A: If I look at our own modern portfolio, the key overweight sectors are banks, infrastructure, which encompasses both engineering and construction, capital goods and also consumer discretionaries essentially autos. In banks, currently the public sector banking universe offers a significant degree of valuation discount to the private sector universe. We have been talking about it for some time and I think that valuation discount still exists even though some of the private sector banks, like ICICI Bank, have also corrected significantly. In general, the valuation advantage is still provided by the public sector banking universe. If we believe that we are going to be in a rising interest rate scenario, then one should play those banks which can take advantage of it in passing out on the higher interest rates in the form of higher lending rates. So they are the ones who would get the benefit of net interest margin (NIM) expansion. These ones are the banks, which have a significant degree of deposit franchise in the form of high current-account-saving-account (CASA) ratios. Most of the public sector banks would fall into this category. There are some private sector banks also like Axis Bank or HDFC Bank which can fall in the same category. However, if you combine valuation advantage and the high CASA multiple, then it is possibly the public sector banks which have that advantage. The second sector is infrastructure. Here also we have seen significant degree of correction. Possibly, the frontline companies are still fully valued right now but there are opportunities in the roadway space also in companies which do a lot of rural and irrigation projects, etc. The third area is consumer discretionaries and this sector actually started correcting even earlier than the market. The auto stocks have underperformed for almost last one to one (-) and a half months. However, we think that the demand environment is still strong. So the frontline companies like Maruti, Bajaj Auto or Mahindra & Mahindra (M&M), offer significant buying opportunity at these prices.

Q: Which of the high-beta sectors who have sold off and are bouncing back would you have the highest conviction buying between the clusters of real estate, metals, etc?
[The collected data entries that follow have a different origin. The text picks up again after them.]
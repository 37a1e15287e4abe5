//! 结果输出服务 - 业务能力层
//!
//! 只负责把"已选出的题目"写成文本或 JSON，不关心题目从哪里来

use crate::error::ReportError;
use crate::models::QuestionRecord;
use crate::utils::logging::truncate_text;
use serde::Serialize;
use std::path::Path;
use tracing::debug;

const RULE_WIDTH: usize = 80;

/// 输出格式
#[derive(Debug, Clone, Copy, PartialEq, Eq)]
pub enum ReportFormat {
    Text,
    Json,
}

impl ReportFormat {
    /// 按扩展名判断，`.json` 为 JSON，其余为文本
    pub fn from_path(path: &str) -> Self {
        match Path::new(path).extension().and_then(|s| s.to_str()) {
            Some(ext) if ext.eq_ignore_ascii_case("json") => ReportFormat::Json,
            _ => ReportFormat::Text,
        }
    }
}

/// 结果写入服务
pub struct ReportWriter {
    report_file_path: String,
    format: ReportFormat,
}

impl ReportWriter {
    /// 默认写入 selected_questions.txt
    pub fn new() -> Self {
        Self::with_path("selected_questions.txt")
    }

    /// 使用自定义文件路径创建，格式由扩展名决定
    pub fn with_path(path: impl Into<String>) -> Self {
        let report_file_path = path.into();
        let format = ReportFormat::from_path(&report_file_path);
        Self {
            report_file_path,
            format,
        }
    }

    pub fn path(&self) -> &str {
        &self.report_file_path
    }

    pub fn format(&self) -> ReportFormat {
        self.format
    }

    /// 写入结果（覆盖已有文件）
    ///
    /// # 返回
    /// 写入的题目数量
    pub async fn write(&self, questions: &[&QuestionRecord]) -> Result<usize, ReportError> {
        debug!(
            "写入结果: {} 道题 -> {} ({:?})",
            questions.len(),
            self.report_file_path,
            self.format
        );

        let content = match self.format {
            ReportFormat::Text => render_text_report(questions, &timestamp()),
            ReportFormat::Json => render_json_report(questions, &timestamp())?,
        };

        tokio::fs::write(&self.report_file_path, content)
            .await
            .map_err(|source| ReportError::WriteFailed {
                path: self.report_file_path.clone(),
                source,
            })?;

        Ok(questions.len())
    }
}

impl Default for ReportWriter {
    fn default() -> Self {
        Self::new()
    }
}

fn timestamp() -> String {
    chrono::Local::now().format("%Y-%m-%d %H:%M:%S").to_string()
}

/// "Chapter 2, Chapter 10" 形式的章节列表
pub fn format_topics(question: &QuestionRecord) -> String {
    question
        .sorted_topics()
        .iter()
        .map(|t| format!("Chapter {}", t))
        .collect::<Vec<_>>()
        .join(", ")
}

/// 文本格式的完整报告
pub fn render_text_report(questions: &[&QuestionRecord], generated_at: &str) -> String {
    let rule = "=".repeat(RULE_WIDTH);
    let mut out = String::new();
    out.push_str(&format!(
        "{}\nAP CALCULUS SELECTED QUESTIONS\nGenerated: {}\n{}\n\n",
        rule, generated_at, rule
    ));

    for (i, question) in questions.iter().enumerate() {
        out.push_str(&format!("\nQuestion {}:\n", i + 1));
        out.push_str(&format!("Source: {}, Page {}\n", question.source_id, question.page_number));
        out.push_str(&format!("Topics: {}\n", format_topics(question)));
        out.push_str(&"-".repeat(RULE_WIDTH));
        out.push('\n');
        out.push_str(&question.text);
        out.push('\n');
        out.push_str(&rule);
        out.push('\n');
    }

    out
}

#[derive(Serialize)]
struct JsonReport<'a> {
    generated_at: &'a str,
    total: usize,
    questions: &'a [&'a QuestionRecord],
}

/// JSON 格式的完整报告
pub fn render_json_report(
    questions: &[&QuestionRecord],
    generated_at: &str,
) -> Result<String, ReportError> {
    let report = JsonReport {
        generated_at,
        total: questions.len(),
        questions,
    };
    Ok(serde_json::to_string_pretty(&report)?)
}

/// 控制台显示的结果，题目文本截断到 `preview_chars` 个字符
pub fn render_results(questions: &[&QuestionRecord], preview_chars: usize) -> String {
    let rule = "=".repeat(RULE_WIDTH);
    let mut out = format!("\n{}\nSEARCH RESULTS\n{}\n", rule, rule);

    if questions.is_empty() {
        out.push_str("\nNo questions found matching the selected criteria.\n");
        return out;
    }

    out.push_str(&format!("\nFound {} matching questions:\n", questions.len()));
    for (i, question) in questions.iter().enumerate() {
        out.push_str(&format!("\n{}\n", rule));
        out.push_str(&format!("Question {}:\n", i + 1));
        out.push_str(&format!("Source: {}, Page {}\n", question.source_id, question.page_number));
        out.push_str(&format!("Topics: {}\n", format_topics(question)));
        out.push_str(&"-".repeat(RULE_WIDTH));
        out.push('\n');
        out.push_str(&truncate_text(&question.text, preview_chars));
        out.push('\n');
    }
    out.push_str(&format!("\n{}\n", rule));

    out
}
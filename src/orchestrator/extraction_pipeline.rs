//! 题库提取流水线 - 编排层
//!
//! ## 职责
//!
//! 按配置顺序扫描所有题库文档，汇总为一个有序的题目列表。
//!
//! ## 核心功能
//!
//! 1. **顺序提取**：`extract_all` 逐个文档处理，是输出顺序的基准
//! 2. **并发提取**：`extract_all_concurrent` 用 Semaphore 限制同时解析的文档数，
//!    结果按输入顺序拼接，与顺序提取完全一致
//! 3. **容错**：单个文档不存在或读取失败只影响该文档，状态记录在报告中
//! 4. **统计**：每个文档的题目数、章节分布

use crate::infrastructure::PageTextProvider;
use crate::models::{QuestionRecord, TopicCatalog};
use crate::services::{QuestionSegmenter, TopicClassifier};
use crate::workflow::{DocumentExtraction, DocumentFlow, DocumentStatus};
use anyhow::Result;
use std::collections::HashMap;
use std::sync::Arc;
use tokio::sync::Semaphore;
use tracing::{error, info};

/// 单个文档的处理摘要
#[derive(Debug, Clone, PartialEq, Eq)]
pub struct DocumentSummary {
    pub document_id: String,
    pub status: DocumentStatus,
    pub question_count: usize,
}

/// 提取结果
///
/// `records` 按 文档顺序 → 页序 → 页内顺序 排列；
/// `documents` 与请求的文档一一对应
#[derive(Debug, Clone, Default, PartialEq, Eq)]
pub struct ExtractionReport {
    pub records: Vec<QuestionRecord>,
    pub documents: Vec<DocumentSummary>,
}

impl ExtractionReport {
    fn push(&mut self, extraction: DocumentExtraction) {
        self.documents.push(DocumentSummary {
            document_id: extraction.document_id,
            status: extraction.status,
            question_count: extraction.records.len(),
        });
        self.records.extend(extraction.records);
    }

    /// 读取失败的文档（不含不存在的文档）
    pub fn failures(&self) -> Vec<&DocumentSummary> {
        self.documents
            .iter()
            .filter(|d| matches!(d.status, DocumentStatus::Failed { .. }))
            .collect()
    }

    /// 每个文档的题目数量
    pub fn question_counts(&self) -> Vec<(&str, usize)> {
        self.documents
            .iter()
            .map(|d| (d.document_id.as_str(), d.question_count))
            .collect()
    }

    /// 各章节命中的题目数量，按编号数值排序
    pub fn topic_distribution(&self) -> Vec<(String, usize)> {
        let mut counts: HashMap<&str, usize> = HashMap::new();
        for topic in self.records.iter().flat_map(|r| r.topics.iter()) {
            *counts.entry(topic.as_str()).or_default() += 1;
        }

        let mut distribution: Vec<(String, usize)> =
            counts.into_iter().map(|(t, c)| (t.to_string(), c)).collect();
        distribution.sort_by(|a, b| {
            let key = |t: &str| (t.parse::<u32>().unwrap_or(u32::MAX), t.to_string());
            key(&a.0).cmp(&key(&b.0))
        });
        distribution
    }
}

/// 题库提取流水线
///
/// 持有页面提供者和只读的章节目录，可廉价 clone 到工作线程
#[derive(Clone)]
pub struct ExtractionPipeline {
    provider: Arc<dyn PageTextProvider>,
    flow: DocumentFlow,
}

impl ExtractionPipeline {
    pub fn new(
        provider: Arc<dyn PageTextProvider>,
        catalog: Arc<TopicCatalog>,
        segmenter: QuestionSegmenter,
    ) -> Self {
        Self {
            provider,
            flow: DocumentFlow::new(segmenter, TopicClassifier::new(catalog)),
        }
    }

    pub fn catalog(&self) -> &TopicCatalog {
        self.flow.classifier().catalog()
    }

    /// 提取单个文档
    pub fn extract_document(&self, document_id: &str) -> DocumentExtraction {
        self.flow.run(self.provider.as_ref(), document_id)
    }

    /// 顺序提取所有文档
    pub fn extract_all(&self, document_ids: &[String]) -> ExtractionReport {
        let mut report = ExtractionReport::default();
        for document_id in document_ids {
            info!("  正在读取 {}...", document_id);
            report.push(self.extract_document(document_id));
        }
        report
    }

    /// 并发提取所有文档
    ///
    /// # 参数
    /// - `document_ids`: 文档列表（决定输出顺序）
    /// - `max_concurrent`: 同时解析的文档数量上限
    pub async fn extract_all_concurrent(
        &self,
        document_ids: &[String],
        max_concurrent: usize,
    ) -> Result<ExtractionReport> {
        let semaphore = Arc::new(Semaphore::new(max_concurrent.max(1)));
        let mut handles = Vec::with_capacity(document_ids.len());

        for document_id in document_ids {
            let permit = semaphore.clone().acquire_owned().await?;
            let pipeline = self.clone();
            let id = document_id.clone();

            info!("  正在读取 {}...", document_id);
            // PDF 解析是阻塞操作
            let handle = tokio::task::spawn_blocking(move || {
                let _permit = permit;
                pipeline.extract_document(&id)
            });
            handles.push((document_id.clone(), handle));
        }

        let mut report = ExtractionReport::default();
        for (document_id, handle) in handles {
            match handle.await {
                Ok(extraction) => report.push(extraction),
                Err(e) => {
                    error!("[{}] 任务执行失败: {}", document_id, e);
                    report.push(DocumentExtraction {
                        document_id,
                        status: DocumentStatus::Failed {
                            reason: e.to_string(),
                        },
                        records: Vec::new(),
                    });
                }
            }
        }

        Ok(report)
    }
}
A: Our core overweight positions are still in banking, infrastructure and consumer discretionaries. However, as far as real estate and metals are concerned, we are still underweight. I spoke about metals earlier. In case of real estate, the results have disappointed that is a reason number one. Secondly, I would also point out that the kind of valuations that we were seeing recently not maybe today but even couple of weeks back. They seemed to have factored in a lot of the fundamental positives that had come into the sector in terms of larger number of transactions and higher prices in the cities. Thirdly, I must also point out that you still have a pretty large pipeline of equity issuances going forward. If you look at the private sector companies which have announced equity issuances, it adds up to almost about USD 7 billion. Close to 60-65% of those issuances are in the real estate space, which could act as some kind of a dampener to valuations in the secondary market for that sector. So that is the kind of concern that we have right now.

Q: Do you have coverage on Indiabulls real estate?

A: Yes we do. We have a neutral recommendation right now, with a price target of Rs 204. Indiabulls has a relative advantage compared to its peers in the sector because it also derives some value from the power subsidiary. However, we are slightly cautious right now on the sector.